• Your goal: The entries are to be repeated in full, without any change.

Source data
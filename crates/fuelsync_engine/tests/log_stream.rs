use std::sync::{Arc, Mutex};
use std::time::Duration;

use fuelsync_engine::{
    run_log_stream, BackendSettings, LogPayload, ReconnectPolicy, ReqwestBackend, StreamEvent,
    StreamSink,
};
use pretty_assertions::assert_eq;
use wiremock::matchers::{header, method, path};
use wiremock::{Mock, MockServer, ResponseTemplate};

/// Collects events and closes after the first disconnect.
#[derive(Default)]
struct OneShotSink {
    events: Arc<Mutex<Vec<StreamEvent>>>,
}

impl StreamSink for OneShotSink {
    fn emit(&self, event: StreamEvent) {
        self.events.lock().unwrap().push(event);
    }

    fn is_closed(&self) -> bool {
        self.events
            .lock()
            .unwrap()
            .iter()
            .any(|e| matches!(e, StreamEvent::Disconnected { .. }))
    }
}

fn fast_policy() -> ReconnectPolicy {
    ReconnectPolicy {
        delay: Duration::from_millis(10),
        max_delay: Duration::from_millis(10),
        jitter: Duration::ZERO,
    }
}

#[tokio::test]
async fn stream_body_is_decoded_into_messages() {
    let server = MockServer::start().await;
    let body = concat!(
        "data: {\"message\": \">>> 开始执行化验月报汇总...\"}\n\n",
        ": keep-alive\n\n",
        "data: {\"message\": \"<<< 化验汇总任务完成。\"}\n\n",
    );
    Mock::given(method("GET"))
        .and(path("/api/logs"))
        .and(header("accept", "text/event-stream"))
        .respond_with(ResponseTemplate::new(200).set_body_raw(body, "text/event-stream"))
        .mount(&server)
        .await;

    let backend = ReqwestBackend::new(BackendSettings {
        base_url: server.uri(),
        ..BackendSettings::default()
    })
    .unwrap();
    let sink = OneShotSink::default();

    run_log_stream(&backend, &fast_policy(), &sink).await;

    let events = sink.events.lock().unwrap().clone();
    assert_eq!(events[0], StreamEvent::Connecting);
    assert_eq!(events[1], StreamEvent::Opened);
    assert_eq!(
        events[2],
        StreamEvent::Message(LogPayload {
            message: Some(">>> 开始执行化验月报汇总...".to_string()),
            ..LogPayload::default()
        })
    );
    assert_eq!(
        events[3],
        StreamEvent::Message(LogPayload {
            message: Some("<<< 化验汇总任务完成。".to_string()),
            ..LogPayload::default()
        })
    );
    assert!(matches!(
        events[4],
        StreamEvent::Disconnected { attempt: 1, .. }
    ));
}

#[tokio::test]
async fn server_error_on_stream_counts_as_disconnect() {
    let server = MockServer::start().await;
    Mock::given(method("GET"))
        .and(path("/api/logs"))
        .respond_with(ResponseTemplate::new(503))
        .mount(&server)
        .await;

    let backend = ReqwestBackend::new(BackendSettings {
        base_url: server.uri(),
        ..BackendSettings::default()
    })
    .unwrap();
    let sink = OneShotSink::default();

    run_log_stream(&backend, &fast_policy(), &sink).await;

    let events = sink.events.lock().unwrap().clone();
    assert_eq!(events.len(), 2);
    match &events[1] {
        StreamEvent::Disconnected {
            attempt, reason, ..
        } => {
            assert_eq!(*attempt, 1);
            assert!(reason.contains("503"));
        }
        other => panic!("unexpected event {other:?}"),
    }
}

• Expected answer:
filename crates/fuelsync_engine/tests/log_stream.rs
use std::sync::{Arc, Mutex};
use std::time::Duration;

use fuelsync_engine::{
    run_log_stream, BackendSettings, LogPayload, ReconnectPolicy, ReqwestBackend, StreamEvent,
    StreamSink,
};
use pretty_assertions::assert_eq;
use wiremock::matchers::{header, method, path};
use wiremock::{Mock, MockServer, ResponseTemplate};

/// Collects events and closes after the first disconnect.
#[derive(Default)]
struct OneShotSink {
    events: Arc<Mutex<Vec<StreamEvent>>>,
}

impl StreamSink for OneShotSink {
    fn emit(&self, event: StreamEvent) {
        self.events.lock().unwrap().push(event);
    }

    fn is_closed(&self) -> bool {
        self.events
            .lock()
            .unwrap()
            .iter()
            .any(|e| matches!(e, StreamEvent::Disconnected { .. }))
    }
}

fn fast_policy() -> ReconnectPolicy {
    ReconnectPolicy {
        delay: Duration::from_millis(10),
        max_delay: Duration::from_millis(10),
        jitter: Duration::ZERO,
    }
}

#[tokio::test]
async fn stream_body_is_decoded_into_messages() {
    let server = MockServer::start().await;
    let body = concat!(
        "data: {\"message\": \">>> 开始执行化验月报汇总...\"}\n\n",
        ": keep-alive\n\n",
        "data: {\"message\": \"<<< 化验汇总任务完成。\"}\n\n",
    );
    Mock::given(method("GET"))
        .and(path("/api/logs"))
        .and(header("accept", "text/event-stream"))
        .respond_with(ResponseTemplate::new(200).set_body_raw(body, "text/event-stream"))
        .mount(&server)
        .await;

    let backend = ReqwestBackend::new(BackendSettings {
        base_url: server.uri(),
        ..BackendSettings::default()
    })
    .unwrap();
    let sink = OneShotSink::default();

    run_log_stream(&backend, &fast_policy(), &sink).await;

    let events = sink.events.lock().unwrap().clone();
    assert_eq!(events[0], StreamEvent::Connecting);
    assert_eq!(events[1], StreamEvent::Opened);
    assert_eq!(
        events[2],
        StreamEvent::Message(LogPayload {
            message: Some(">>> 开始执行化验月报汇总...".to_string()),
            ..LogPayload::default()
        })
    );
    assert_eq!(
        events[3],
        StreamEvent::Message(LogPayload {
            message: Some("<<< 化验汇总任务完成。".to_string()),
            ..LogPayload::default()
        })
    );
    assert!(matches!(
        events[4],
        StreamEvent::Disconnected { attempt: 1, .. }
    ));
}

#[tokio::test]
async fn server_error_on_stream_counts_as_disconnect() {
    let server = MockServer::start().await;
    Mock::given(method("GET"))
        .and(path("/api/logs"))
        .respond_with(ResponseTemplate::new(503))
        .mount(&server)
        .await;

    let backend = ReqwestBackend::new(BackendSettings {
        base_url: server.uri(),
        ..BackendSettings::default()
    })
    .unwrap();
    let sink = OneShotSink::default();

    run_log_stream(&backend, &fast_policy(), &sink).await;

    let events = sink.events.lock().unwrap().clone();
    assert_eq!(events.len(), 2);
    match &events[1] {
        StreamEvent::Disconnected {
            attempt, reason, ..
        } => {
            assert_eq!(*attempt, 1);
            assert!(reason.contains("503"));
        }
        other => panic!("unexpected event {other:?}"),
    }
}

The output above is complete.